Di Bruno Desidera

Il 25 maggio si vota anche in Colombia per il primo turno delle elezioni presidenziali. Ma in gioco, più ancora della scelta dell’inquilino di Palazzo Nariño, a Bogotà, è il futuro del processo di pace avviato per mettere fine ad uno dei conflitti interni più lunghi (prosegue ininterrottamente da una cinquantina d’anni) e sanguinosi di tutto il pianeta. Una situazione che ha fatto diventare questa terra, strategica per posizione geografica e straordinariamente ricca di risorse economiche e naturalistiche, il Paese della violenza e della paura per antonomasia, dei narcotrafficanti, dei sequestri e dei rapimenti (dal 1958 si stima che le vittime del conflitto siano state 220mila e che le persone scomparse più di 250mila). Il Paese dei cosiddetti “desplazados”, quantità infinite di popolazioni (la stima è di 5 milioni) che si spostano da una parte all’altra del Paese, perché minacciate e in cerca di lavoro o di una vita più tranquilla e dignitosa.

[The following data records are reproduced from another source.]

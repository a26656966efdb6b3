//! WebSocket relay endpoint
//!
//! Accepts worker connections, performs the registration handshake and feeds
//! every reply through the [`ResponseHandler`]. Each connection runs in its
//! own task with a dedicated writer draining the registry's outbound channel.

use crate::error::RelayError;
use crate::handler::ResponseHandler;
use crate::registry::{ConnectionId, ConnectionRegistry};
use futures_util::stream::{SplitSink, SplitStream};
use futures_util::{SinkExt, StreamExt};
use std::fmt;
use std::net::SocketAddr;
use std::sync::Arc;
use tokio::net::{TcpListener, TcpStream};
use tokio::sync::mpsc;
use tokio::task::JoinHandle;
use tokio_tungstenite::tungstenite::protocol::frame::coding::CloseCode;
use tokio_tungstenite::tungstenite::protocol::CloseFrame;
use tokio_tungstenite::tungstenite::Message;
use tokio_tungstenite::{accept_async, WebSocketStream};
use tokio_util::sync::CancellationToken;
use tracing::{debug, error, info, warn};

type WsSink = SplitSink<WebSocketStream<TcpStream>, Message>;
type WsSource = SplitStream<WebSocketStream<TcpStream>>;

/// Close reason sent to workers with a bad first message.
pub const INVALID_REGISTRATION_REASON: &str = "Invalid registration";

/// Lifecycle of one worker connection.
#[derive(Debug, Clone, Copy, PartialEq, Eq)]
pub enum ConnectionState {
    /// Upgraded, waiting for `platform:<name>`.
    AwaitingRegistration,
    /// Registered, waiting for the next reply.
    Idle,
    /// A reply is being decoded and delivered.
    AwaitingDecode,
    /// Removed from the registry.
    Closed,
}

impl fmt::Display for ConnectionState {
    fn fmt(&self, f: &mut fmt::Formatter<'_>) -> fmt::Result {
        let name = match self {
            Self::AwaitingRegistration => "awaiting_registration",
            Self::Idle => "idle",
            Self::AwaitingDecode => "awaiting_decode",
            Self::Closed => "closed",
        };
        f.write_str(name)
    }
}

struct ConnectionTrace {
    addr: SocketAddr,
    state: ConnectionState,
}

impl ConnectionTrace {
    const fn new(addr: SocketAddr) -> Self {
        Self {
            addr,
            state: ConnectionState::AwaitingRegistration,
        }
    }

    fn enter(&mut self, next: ConnectionState) {
        debug!(addr = %self.addr, from = %self.state, to = %next, "Connection state change");
        self.state = next;
    }
}

/// The relay's WebSocket listener.
pub struct RelayServer {
    listener: TcpListener,
    registry: Arc<ConnectionRegistry>,
    handler: Arc<ResponseHandler>,
}

impl RelayServer {
    /// Binds the listener.
    ///
    /// # Errors
    ///
    /// Returns `RelayError::Io` if the address cannot be bound.
    pub async fn bind(
        addr: SocketAddr,
        registry: Arc<ConnectionRegistry>,
        handler: Arc<ResponseHandler>,
    ) -> Result<Self, RelayError> {
        let listener = TcpListener::bind(addr).await?;
        Ok(Self {
            listener,
            registry,
            handler,
        })
    }

    /// Address the listener is bound to.
    ///
    /// # Errors
    ///
    /// Returns `RelayError::Io` if the socket address cannot be read.
    pub fn local_addr(&self) -> Result<SocketAddr, RelayError> {
        Ok(self.listener.local_addr()?)
    }

    /// Accepts connections until `shutdown` is cancelled.
    pub async fn run(self, shutdown: CancellationToken) {
        if let Ok(addr) = self.listener.local_addr() {
            info!(%addr, "Relay listening for workers");
        }

        loop {
            let accepted = tokio::select! {
                biased;
                () = shutdown.cancelled() => break,
                accepted = self.listener.accept() => accepted,
            };

            match accepted {
                Ok((stream, addr)) => {
                    let registry = Arc::clone(&self.registry);
                    let handler = Arc::clone(&self.handler);
                    let shutdown = shutdown.clone();
                    tokio::spawn(async move {
                        handle_connection(stream, addr, registry, handler, shutdown).await;
                    });
                }
                Err(e) => error!(error = %e, "Failed to accept connection"),
            }
        }

        info!("Relay server stopped");
    }
}

async fn handle_connection(
    stream: TcpStream,
    addr: SocketAddr,
    registry: Arc<ConnectionRegistry>,
    handler: Arc<ResponseHandler>,
    shutdown: CancellationToken,
) {
    let ws_stream = match accept_async(stream).await {
        Ok(ws) => ws,
        Err(e) => {
            warn!(%addr, error = %e, "WebSocket upgrade failed");
            return;
        }
    };
    debug!(%addr, "WebSocket connection established");

    let mut trace = ConnectionTrace::new(addr);
    let (mut write, mut read) = ws_stream.split();

    let Some(registration) = read_registration(&mut read, addr).await else {
        return;
    };

    let (outbound_tx, outbound_rx) = mpsc::unbounded_channel();
    let id = match registry.register(&registration, outbound_tx).await {
        Ok(id) => id,
        Err(e) => {
            warn!(%addr, error = %e, "Rejecting worker");
            let frame = CloseFrame {
                code: CloseCode::Policy,
                reason: INVALID_REGISTRATION_REASON.into(),
            };
            if let Err(e) = write.send(Message::Close(Some(frame))).await {
                debug!(%addr, error = %e, "Failed to send close frame");
            }
            return;
        }
    };
    trace.enter(ConnectionState::Idle);

    let writer = spawn_writer(write, outbound_rx, id);
    serve_replies(&mut read, id, &handler, &mut trace, &shutdown).await;

    trace.enter(ConnectionState::Closed);
    registry.remove(id).await;
    // Dropping the registry entry closes the outbound channel and ends the writer
    if let Err(e) = writer.await {
        warn!(connection = %id, error = %e, "Writer task failed");
    }
}

/// Waits for the first text frame. Any other first frame counts as an empty
/// registration so the worker still receives the policy close.
async fn read_registration(read: &mut WsSource, addr: SocketAddr) -> Option<String> {
    loop {
        match read.next().await {
            Some(Ok(Message::Text(text))) => return Some(text.as_str().to_string()),
            Some(Ok(Message::Ping(_) | Message::Pong(_))) => {}
            Some(Ok(Message::Close(_))) | None => {
                debug!(%addr, "Connection closed before registration");
                return None;
            }
            Some(Ok(_)) => return Some(String::new()),
            Some(Err(e)) => {
                warn!(%addr, error = %e, "Read error before registration");
                return None;
            }
        }
    }
}

fn spawn_writer(
    mut write: WsSink,
    mut outbound: mpsc::UnboundedReceiver<String>,
    id: ConnectionId,
) -> JoinHandle<()> {
    tokio::spawn(async move {
        while let Some(payload) = outbound.recv().await {
            if let Err(e) = write.send(Message::Text(payload.into())).await {
                warn!(connection = %id, error = %e, "Failed to write to worker");
                break;
            }
        }
        let _ = write.close().await;
    })
}

async fn serve_replies(
    read: &mut WsSource,
    id: ConnectionId,
    handler: &ResponseHandler,
    trace: &mut ConnectionTrace,
    shutdown: &CancellationToken,
) {
    loop {
        let frame = tokio::select! {
            biased;
            () = shutdown.cancelled() => break,
            frame = read.next() => frame,
        };

        match frame {
            Some(Ok(Message::Text(text))) => {
                trace.enter(ConnectionState::AwaitingDecode);
                let outcome = handler.handle(id, text.as_str()).await;
                debug!(connection = %id, ?outcome, "Reply handled");
                trace.enter(ConnectionState::Idle);
            }
            Some(Ok(Message::Close(_))) | None => {
                info!(connection = %id, "Worker disconnected");
                break;
            }
            Some(Ok(Message::Binary(_))) => {
                warn!(connection = %id, "Ignoring binary frame");
            }
            Some(Ok(_)) => {}
            Some(Err(e)) => {
                warn!(connection = %id, error = %e, "Worker connection error");
                break;
            }
        }
    }
}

Le trattative con le Farc. Il presidente della Colombia Juan Manuel Santos, eletto nel 2010 al ballottaggio con un ampio consenso, durante il suo mandato ha deciso di porre fine alla linea dura portata avanti contro la guerriglia dal suo predecessore (e grande elettore) Álvaro Uribe. Ha così puntato tutte le sue carte sul processo di pacificazione del Paese e sul buon esito delle trattative iniziate lo scorso anno a L’Avana, capitale di Cuba, con le Forze armate rivoluzionarie della Colombia (Farc), il maggiore gruppo della guerriglia. Proprio alla vigilia del voto, lo scorso 16 maggio, le trattative hanno fatto segnare un importante passo in avanti: le parti hanno sottoscritto un accordo da considerarsi storico, in cui le Farc s’impegnano a dissociarsi completamente dal narcotraffico dopo la fine del conflitto. L’accordo su questo punto fa seguito a quelli raggiunti nei mesi scorsi su altre due questioni: l’equa distribuzione delle terre e il possibile futuro politico delle Farc, se queste accetteranno di deporre le armi. Il 16 maggio le Farc hanno anche proclamato il “cessate-il-fuoco” per il periodo delle elezioni.

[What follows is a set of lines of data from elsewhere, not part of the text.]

//! Error types shared by the calculator and the HTTP layer.

use actix_web::{http::StatusCode, HttpResponse, ResponseError};
use serde::Serialize;
use thiserror::Error;

pub type Result<T> = std::result::Result<T, RatingError>;

/// Validation failures raised before any rating math runs.
#[derive(Debug, Error, Clone, PartialEq)]
pub enum RatingError {
    /// Missing, non-numeric or out-of-range rating / weight.
    #[error("invalid input: {0}")]
    InvalidInput(String),

    /// Team name empty once trimmed.
    #[error("invalid team name: {0}")]
    InvalidTeamName(String),
}

impl RatingError {
    /// Stable machine-readable code, also used as a metrics label.
    pub fn code(&self) -> &'static str {
        match self {
            RatingError::InvalidInput(_) => "invalid_input",
            RatingError::InvalidTeamName(_) => "invalid_team_name",
        }
    }
}

#[derive(Serialize)]
struct ErrorBody<'a> {
    error: &'a str,
    message: String,
    results: Vec<()>,
}

impl ResponseError for RatingError {
    fn status_code(&self) -> StatusCode {
        StatusCode::BAD_REQUEST
    }

    fn error_response(&self) -> HttpResponse {
        HttpResponse::build(self.status_code()).json(ErrorBody {
            error: self.code(),
            message: self.to_string(),
            results: Vec::new(),
        })
    }
}
//! Runtime configuration for the rating calculator.

use anyhow::{bail, ensure, Context};
use once_cell::sync::Lazy;
use std::env;
use std::str::FromStr;

use crate::rating::model::DEFAULT_CUTOFFS;
use crate::rating::normal::MIN_STEP;
use crate::rating::{LogisticParams, Model, ModelKind, NormalCdfParams};

#[derive(Debug)]
pub struct Settings {
    /// Match weight factor when the request omits one.
    pub default_weight: u32,
    /// Model used when the request omits one.
    pub default_model: ModelKind,
    pub logistic: LogisticParams,
    pub normal: NormalCdfParams,
}

impl Default for Settings {
    fn default() -> Self {
        Settings {
            default_weight: 40,
            default_model: ModelKind::Logistic,
            logistic: LogisticParams::default(),
            normal: NormalCdfParams::default(),
        }
    }
}

impl Settings {
    fn from_env() -> Self {
        let defaults = Settings::default();

        let default_weight = env_or("DEFAULT_WEIGHT", defaults.default_weight, |w| *w > 0);
        let default_model = env_or("DEFAULT_MODEL", defaults.default_model, |_| true);
        let scale = env_or("LOGISTIC_SCALE", defaults.logistic.scale, |s| {
            s.is_finite() && *s > 0.0
        });
        let divisor = env_or("NORMAL_DIVISOR", defaults.normal.divisor, |d| {
            d.is_finite() && *d > 0.0
        });
        let min_delta = env_or("MIN_DELTA", defaults.normal.min_delta, valid_min_delta);

        let cutoffs = match env::var("NORMAL_CUTOFFS") {
            Ok(raw) => parse_cutoffs(&raw).unwrap_or_else(|e| {
                log::warn!("ignoring NORMAL_CUTOFFS: {e:#}");
                DEFAULT_CUTOFFS
            }),
            Err(_) => DEFAULT_CUTOFFS,
        };

        Settings {
            default_weight,
            default_model,
            logistic: LogisticParams { scale },
            normal: NormalCdfParams {
                divisor,
                cutoffs,
                min_delta,
            },
        }
    }

    /// Model of the given kind, parameterised from these settings.
    pub fn model(&self, kind: ModelKind) -> Model {
        match kind {
            ModelKind::Logistic => Model::Logistic(self.logistic),
            ModelKind::NormalCdf => Model::NormalCdf(self.normal),
        }
    }
}

/// Reads `key`, keeping `default` when unset, unparseable or rejected by `valid`.
fn env_or<T, F>(key: &str, default: T, valid: F) -> T
where
    T: FromStr,
    F: Fn(&T) -> bool,
{
    match env::var(key) {
        Ok(raw) => match raw.trim().parse::<T>() {
            Ok(v) if valid(&v) => v,
            _ => {
                log::warn!("ignoring {key}={raw:?}, using default");
                default
            }
        },
        Err(_) => default,
    }
}

/// A floor below one 3-decimal step would round wins and losses to zero.
fn valid_min_delta(m: &f64) -> bool {
    m.is_finite() && *m >= MIN_STEP
}

/// Parses five comma-separated, strictly increasing z-values.
pub fn parse_cutoffs(raw: &str) -> anyhow::Result<[f64; 5]> {
    let values = raw
        .split(',')
        .map(|s| {
            s.trim()
                .parse::<f64>()
                .with_context(|| format!("bad cutoff {s:?}"))
        })
        .collect::<anyhow::Result<Vec<f64>>>()?;

    let cutoffs: [f64; 5] = match values.try_into() {
        Ok(c) => c,
        Err(v) => bail!("expected 5 cutoffs, got {}", v.len()),
    };
    ensure!(
        cutoffs.iter().all(|c| c.is_finite()),
        "cutoffs must be finite"
    );
    ensure!(
        cutoffs.windows(2).all(|w| w[0] < w[1]),
        "cutoffs must be strictly increasing"
    );
    Ok(cutoffs)
}

static SETTINGS: Lazy<Settings> = Lazy::new(Settings::from_env);

pub fn settings() -> &'static Settings {
    &SETTINGS
}
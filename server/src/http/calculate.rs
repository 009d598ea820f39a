//! JSON rating calculator.

use actix_web::{get, post, web, HttpResponse};

use crate::config::settings;
use crate::error::Result;
use crate::metrics::record_calculation;
use crate::protocol::{CalculateRequest, ModelsResponse};
use crate::rating::{compute_match, normal, MatchInput, MatchReport, ModelKind, OUTCOMES};

/// Runs one calculation and records how it went.
pub fn run(input: Result<MatchInput>, kind: ModelKind) -> Result<MatchReport> {
    match input {
        Ok(input) => {
            let report = compute_match(&input, &settings().model(kind));
            log::debug!(
                "{} vs {} ({} / {}, weight {}) via {kind}",
                input.team1,
                input.team2,
                input.rating1,
                input.rating2,
                input.weight
            );
            record_calculation(kind.as_str(), "ok");
            Ok(report)
        }
        Err(e) => {
            log::warn!("rejected calculation: {e}");
            record_calculation(kind.as_str(), e.code());
            Err(e)
        }
    }
}

/// POST /api/calculate
#[post("/calculate")]
pub async fn calculate(body: web::Json<CalculateRequest>) -> Result<HttpResponse> {
    let s = settings();
    let req = body.into_inner();
    let kind = req.model.unwrap_or(s.default_model);
    let report = run(req.into_input(s.default_weight), kind)?;
    Ok(HttpResponse::Ok().json(report))
}

/// GET /api/models
#[get("/models")]
pub async fn models() -> HttpResponse {
    let s = settings();
    HttpResponse::Ok().json(ModelsResponse {
        default_model: s.default_model,
        default_weight: s.default_weight,
        outcomes: &OUTCOMES,
        logistic: s.logistic,
        normal_cdf: s.normal,
        normal_delta_divisor: normal::DELTA_DIVISOR,
    })
}

pub fn init_routes(cfg: &mut web::ServiceConfig) {
    cfg.service(calculate).service(models);
}
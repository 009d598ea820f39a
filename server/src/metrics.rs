//! Prometheus metrics & middleware helper.

use actix_web_prom::{PrometheusMetrics, PrometheusMetricsBuilder};
use once_cell::sync::Lazy;
use prometheus::{IntCounterVec, Opts};

/// Global Prometheus handle reused in tests.
pub static METRICS: Lazy<PrometheusMetrics> = Lazy::new(|| {
    PrometheusMetricsBuilder::new("api")
        .endpoint("/metrics") // exposed URL
        .build()
        .expect("metrics builder")
});

/// Calculations served, by model and `ok` / error code.
pub static CALCULATIONS: Lazy<IntCounterVec> = Lazy::new(|| {
    let counter = IntCounterVec::new(
        Opts::new("rating_calculations_total", "Rating calculations served"),
        &["model", "outcome"],
    )
    .expect("counter opts");
    if let Err(e) = METRICS.registry.register(Box::new(counter.clone())) {
        log::warn!("calculation counter not registered: {e}");
    }
    counter
});

/// Bumps [`CALCULATIONS`] for one finished request.
pub fn record_calculation(model: &str, outcome: &str) {
    CALCULATIONS.with_label_values(&[model, outcome]).inc();
}
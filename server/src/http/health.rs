//! Simple liveness probe

use actix_web::{get, web, HttpResponse, Responder};

#[get("/healthz")]
pub async fn healthz() -> impl Responder {
    HttpResponse::Ok().body("ok")
}

pub fn init_routes(cfg: &mut web::ServiceConfig) {
    cfg.service(healthz);
}
use crate::error::RatingError;
use crate::http;
use actix_web::{error::JsonPayloadError, web, HttpRequest};

/// Malformed JSON bodies become `InvalidInput` so every API error shares one shape.
fn json_error(err: JsonPayloadError, _req: &HttpRequest) -> actix_web::Error {
    RatingError::InvalidInput(err.to_string()).into()
}

/// Mount the JSON API under `/api` and the form at `/`.
pub fn init_routes(cfg: &mut web::ServiceConfig) {
    cfg.service(
        web::scope("/api")
            .app_data(web::JsonConfig::default().error_handler(json_error))
            .configure(http::calculate::init_routes)
            .configure(http::health::init_routes),
    )
    .configure(http::form::init_routes);
}
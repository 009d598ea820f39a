//! Elo-style logistic expectation.

use super::model::LogisticParams;

/// Expected score of the first team, in `[0, 1]`.
pub fn expected_score(rating1: f64, rating2: f64, params: &LogisticParams) -> f64 {
    1.0 / (1.0 + 10f64.powf((rating2 - rating1) / params.scale))
}

/// Unrounded rating change for a team that expected `expected` and scored `actual`.
pub fn raw_delta(weight: u32, actual: f64, expected: f64) -> f64 {
    f64::from(weight) * (actual - expected)
}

Testa a testa dei sondaggi. Una boccata d’ossigeno per Santos, che dopo aver vinto di misura le elezioni Legislative di marzo, nei sondaggi è testa a testa con Óscar Iván Zuluaga, sostenuto proprio dall’ex presidente Uribe e dal Centro Democratico, il partito creato dall’ex presidente dopo la clamorosa rottura con Santos. Uribe e Zuluaga accusano Santos di cedimento verso i guerriglieri e terroristi e di aver dato loro fiato quando erano ormai messi all’angolo. La popolazione è confusa, anche per il fatto che negli ultimi mesi le violenze e gli attentati delle Farc sono proseguiti e le trattative sono andate avanti lentamente. Così si assiste ad uno scontro inedito, in un panorama politico che vede da decenni il fronte moderato vincere le elezioni. Una lotta senza esclusione di colpi, combattuta a colpi di twitter, social network molto utilizzato dai contendenti, destinata molto probabilmente a proseguire nel ballottaggio. Poche chances invece per gli outsider: il Verde Enrique Peñalosa, la conservatrice Marta Lucía Ramírez e Clara Lopez del Polo democratico.

La Chiesa per la pace. La Chiesa, attraverso la Conferenza episcopale, ha incoraggiato il processo di pace. Nei mesi scorsi aveva presentato il rapporto “Proposte minimali per la riconciliazione e la pace in Colombia”. Nei momenti di maggior tensione tra le parti il cardinale Rubén Salazar, arcivescovo di Bogotà, ha sollecitato il governo e i rappresentanti delle Farc a proseguire nelle trattative: “Nel Paese dobbiamo essere consapevoli che abbiamo bisogno di mettere fine al conflitto armato, per questo abbiamo chiesto di continuare con il dialogo”, aveva detto. Ancora in febbraio la Conferenza episcopale colombiana aveva elaborato un documento, intitolato “Votiamo pensando al bene comune”, nel quale esprimeva il desiderio di una “Colombia riconciliata e in pace” ricordando, tra i punti di cui tenere conto per la scelta elettorale, anche la giustizia sociale, la lotta alla povertà e alla corruzione, la difesa della famiglia. Una nota della Conferenza episcopale colombiana nei giorni scorsi ha riportato le parole di Papa Francesco, lo scorso 27 aprile, al ministro degli Esteri Maria Angela Holguin, venuta a Roma per la canonizzazione di Giovanni Paolo II e Giovanni XXIII: “Dica al presidente di perseverare nel processo di ricerca della pace nel Paese”.

Un cammino senza alternative. Certo, nessuno si illude che il processo di pace sia semplice e scontato. Gli esperti, spiega padre Angelo Casadei, missionario della Consolata a Bogotà, “affermano che se ciò dovesse essere raggiunto per i primi tempi ci sarà un aumento della violenza interna perché da ambo le parti la base non accetterà questa situazione: né i gruppi guerriglieri, né i gruppi paramilitari e parte dell’esercito, forze, queste ultime, cresciute negli anni della presidenza Uribe”. Ma nonostante i rischi, il processo di pace sembra l’unica strada per far uscire il Paese dalla guerra permanente e poter puntare a una più equa ripartizione delle risorse, proprio nel momento in cui il Paese – terza economia regionale dopo Brasile e Messico – appare in forte crescita economica e in grado di mettere in campo progetti infrastrutturali di ampio respiro.